As someone who is currently trying to recover files from a RAID5 array
that lost a second disk before it could finish rebuilding to a hot
spare, I would certainly recommend RAID6.
I mostly use 3ware (aka LSI) hardware RAID cards, and set them to
auto-verify for early every morning. Some IT professionals around LBL
tell me I'm being "mean" to my disks, but if some sector has gone bad
I'd rather know sooner than later. But always remember that RAID is not
a backup, it is just a way to loose one drive without loosing data. If
you're lucky.
To be honest, I have never really understood what a "resource fork" is
good for, other than making copying stuff to non-HFS file systems more
confusing. But it is definitely true that scanning files by checking
their "data" only won't trigger if something other than the file data is
corrupted. To really check for media problems, I recommend doing a "dd"

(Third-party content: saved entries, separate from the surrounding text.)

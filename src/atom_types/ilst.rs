//! Metadata item list atom (`ilst`).
//!
//! Location: `moov/meta/ilst`
//!
//! Each item references a key in the sibling `keys` atom
//! by 1-based index and wraps its value in a nested `data`
//! atom. Only the creation-date item is interpreted; its
//! ISO-8601 value carries the UTC offset recorded by the
//! device. All other items are structurally consumed and
//! ignored.
//!
//! See: <https://developer.apple.com/documentation/quicktime-file-format/metadata_item_list_atom>

use std::io::Read;

use time::UtcOffset;

use crate::{
    datetime::parse_offset_datetime,
    reader::Mp4Reader,
    Keys,
    Mp4Error,
    CREATION_DATE_KEY,
};

/// Item size + key index.
const ITEM_HEADER_SIZE: u64 = 8;
/// Smallest well-formed item: item header, `data` atom
/// header, type code and locale, empty value.
const ITEM_MIN_SIZE: u64 = 24;
/// `data` atom header + type code + locale.
const DATA_MIN_SIZE: u64 = 16;

/// Decodes an `ilst` atom from `data_size` bytes at current
/// position, resolving each item's key index against `keys`.
/// Consumes exactly `data_size` bytes.
///
/// Returns the UTC offset recovered from the creation-date
/// item, or `None` if the list holds no such item. Should
/// a list carry several creation-date items, the last one
/// wins.
pub(crate) fn parse_ilst<R: Read>(
    reader: &mut Mp4Reader<R>,
    data_size: u64,
    keys: &Keys,
) -> Result<Option<UtcOffset>, Mp4Error> {
    let mut offset: Option<UtcOffset> = None;
    let mut consumed: u64 = 0;

    while consumed < data_size {
        let remaining = data_size - consumed;
        if remaining < ITEM_HEADER_SIZE {
            return Err(Mp4Error::MalformedAtom {
                name: "ilst".to_owned(),
                reason: format!("{remaining} byte tail cannot hold an item header"),
            });
        }
        let item_size = reader.read_be_u32()? as u64;
        let key_index = reader.read_be_u32()?;
        if item_size < ITEM_MIN_SIZE || item_size > remaining {
            return Err(Mp4Error::MalformedAtom {
                name: "ilst".to_owned(),
                reason: format!(
                    "item size {item_size} inconsistent with {remaining} bytes left in data load"
                ),
            });
        }

        // Nested value atom: u32 size, 'data' tag,
        // u32 type code, 4 byte locale, then the raw value.
        let data_atom_size = reader.read_be_u32()? as u64;
        let _data_tag = reader.fourcc()?;
        if data_atom_size < DATA_MIN_SIZE || data_atom_size + ITEM_HEADER_SIZE > item_size {
            return Err(Mp4Error::MalformedAtom {
                name: "ilst".to_owned(),
                reason: format!(
                    "value atom size {data_atom_size} inconsistent with item size {item_size}"
                ),
            });
        }
        let _type_code = reader.read_be_u32()?;
        let _locale = reader.read_bytes(4)?;
        let value = reader.read_bytes(data_atom_size - DATA_MIN_SIZE)?;

        if keys.get(key_index)? == CREATION_DATE_KEY {
            let text = String::from_utf8(value)?;
            offset = Some(parse_offset_datetime(text.trim_matches(char::from(0)).trim())?.offset());
        }

        // Anything between the value atom and the declared
        // item end (e.g. further data atoms) is discarded.
        reader.skip(item_size - data_atom_size - ITEM_HEADER_SIZE)?;
        consumed += item_size;
    }

    Ok(offset)
}
//! The Binlog Source (spec §4.4): owns the replication session against a
//! MySQL/MariaDB server, turns raw wire events into [`BinlogEvent`]s, and
//! drives the [`PositionStore`] so the cursor always reflects the last
//! event handed to the caller.

mod preflight;
mod raw_event;

pub use preflight::run_preflight;

use async_trait::async_trait;
use cdc_model::{BinlogEvent, BinlogEventSource, Error, Position, Result};
use cdc_position::PositionStore;
use mysql_async::{BinlogRequest, BinlogStream, Conn, Opts, OptsBuilder};
use std::time::Duration;
use tokio_stream::StreamExt;
use tracing::{info, warn};

/// spec §4.4: "A bounded read timeout (~10s) is applied per next()".
const READ_TIMEOUT: Duration = Duration::from_secs(10);

/// Shared by [`BinlogSource`] and the Pipeline (which needs the same
/// answer before a TableMap is even cached) — an empty `include` list
/// means "every table"; an empty `exclude` list means "exclude nothing".
pub fn is_monitored(include: &[String], exclude: &[String], database: &str, table: &str) -> bool {
    let full = format!("{database}.{table}");
    let matches = |pattern: &str| pattern.eq_ignore_ascii_case(&full) || pattern == "*";
    if !include.is_empty() && !include.iter().any(|p| matches(p)) {
        return false;
    }
    if exclude.iter().any(|p| matches(p)) {
        return false;
    }
    true
}

#[derive(Debug, Clone, Copy, PartialEq, Eq)]
pub enum Flavor {
    Mysql,
    Mariadb,
}

pub struct ConnectionParams {
    pub host: String,
    pub port: u16,
    pub user: String,
    pub password: String,
    pub server_id: u32,
    pub flavor: Flavor,
}

impl ConnectionParams {
    pub fn to_opts(&self) -> Opts {
        OptsBuilder::default()
            .ip_or_hostname(self.host.clone())
            .tcp_port(self.port)
            .user(Some(self.user.clone()))
            .pass(Some(self.password.clone()))
            .into()
    }
}

/// `next()` (spec §4.4 contract). Single-threaded access assumed; callers
/// must not call `next()` concurrently with itself.
pub struct BinlogSource {
    stream: BinlogStream,
    position_store: PositionStore,
    current_file: String,
    include_tables: Vec<String>,
    exclude_tables: Vec<String>,
}

impl BinlogSource {
    /// Opens a replication session starting at `initial_position`. An
    /// empty file name defers to the server's own "start from current"
    /// behavior (spec §4.4).
    pub async fn connect(
        params: &ConnectionParams,
        initial_position: &Position,
        position_store: PositionStore,
        include_tables: Vec<String>,
        exclude_tables: Vec<String>,
    ) -> Result<Self> {
        let conn = Conn::new(params.to_opts())
            .await
            .map_err(|e| Error::Preflight(format!("cannot connect to source: {e}")))?;

        let mut request = BinlogRequest::new(params.server_id);
        if !initial_position.is_empty() {
            request = request
                .with_filename(initial_position.file_name.as_bytes())
                .with_pos(initial_position.byte_offset);
        }

        let stream = conn
            .get_binlog_stream(request)
            .await
            .map_err(|e| Error::Preflight(format!("cannot open replication session: {e}")))?;

        info!(
            file = initial_position.file_name.as_str(),
            offset = initial_position.byte_offset,
            "binlog replication session opened"
        );

        Ok(BinlogSource {
            stream,
            position_store,
            current_file: initial_position.file_name.clone(),
            include_tables,
            exclude_tables,
        })
    }

    /// spec §4.8 table filtering addition: an empty include list means
    /// "every table"; an empty exclude list means "exclude nothing".
    pub fn table_is_monitored(&self, database: &str, table: &str) -> bool {
        is_monitored(&self.include_tables, &self.exclude_tables, database, table)
    }

    fn persist(&self, position: Position) {
        if let Err(e) = self.position_store.save(&position) {
            warn!(error = %e, "failed to persist position, continuing");
        }
    }
}

#[async_trait]
impl BinlogEventSource for BinlogSource {
    /// Pull the next event. Timeouts surface as [`Error::Source`] with
    /// `timeout: true`, which the Pipeline treats as "no event yet; retry"
    /// rather than a fault (spec §4.4).
    async fn next(&mut self) -> Result<BinlogEvent> {
        let next = tokio::time::timeout(READ_TIMEOUT, self.stream.next()).await;
        let item = match next {
            Err(_) => {
                return Err(Error::Source {
                    message: "read timeout waiting for next binlog event".into(),
                    timeout: true,
                })
            }
            Ok(None) => {
                return Err(Error::Source {
                    message: "replication stream closed by server".into(),
                    timeout: false,
                })
            }
            Ok(Some(item)) => item,
        };

        let raw = item.map_err(|e| Error::Source {
            message: format!("replication stream error: {e}"),
            timeout: false,
        })?;

        let (event, log_pos) = raw_event::decode(&raw)?;

        match &event {
            BinlogEvent::Rotate { next_file, position } => {
                self.current_file = next_file.clone();
                self.persist(Position::new(next_file.clone(), *position));
            }
            _ => {
                if let Some(log_pos) = log_pos {
                    if log_pos > 0 {
                        self.persist(Position::new(self.current_file.clone(), log_pos));
                    }
                }
            }
        }

        Ok(event)
    }
}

of the entire device to of=/dev/null and watch the syslog for errors.
Doing the whole disk at once keeps the cache from hiding bad sectors
from you.
Pretty much all of my big volumes are XFS, and I've been much more
pleased with it than any other fs, such as ext2/3 or ReiserFS. I've
never tried jfs, but heard good things about it. XFS, however, is
definitely fast, scales very well (because it uses B-trees), you can
defrag it while mounted. Yes, theoretically you don't have to defrag,
but I like to do it once a week anyway because I have gone through the
experience of having to recover files from device with a nuked
superblock, and it is MUCH easier if the files are all on contiguous
blocks (defragged). True, bttrfs, gfs, and others look promising. They
have been looking promising for a while. But all the rampant warning
labels on them have given me pause. For compression, especially
archival compression I do like squashFS (as Scott already mentioned).
The cool part of squashFS is that the network traffic is compressed, as
the decompression is done on the machine that has NFS access to the
squashFS file. I do not use squashFS as a backup, however, it is simply
a convenient way to keep things on spinning disk.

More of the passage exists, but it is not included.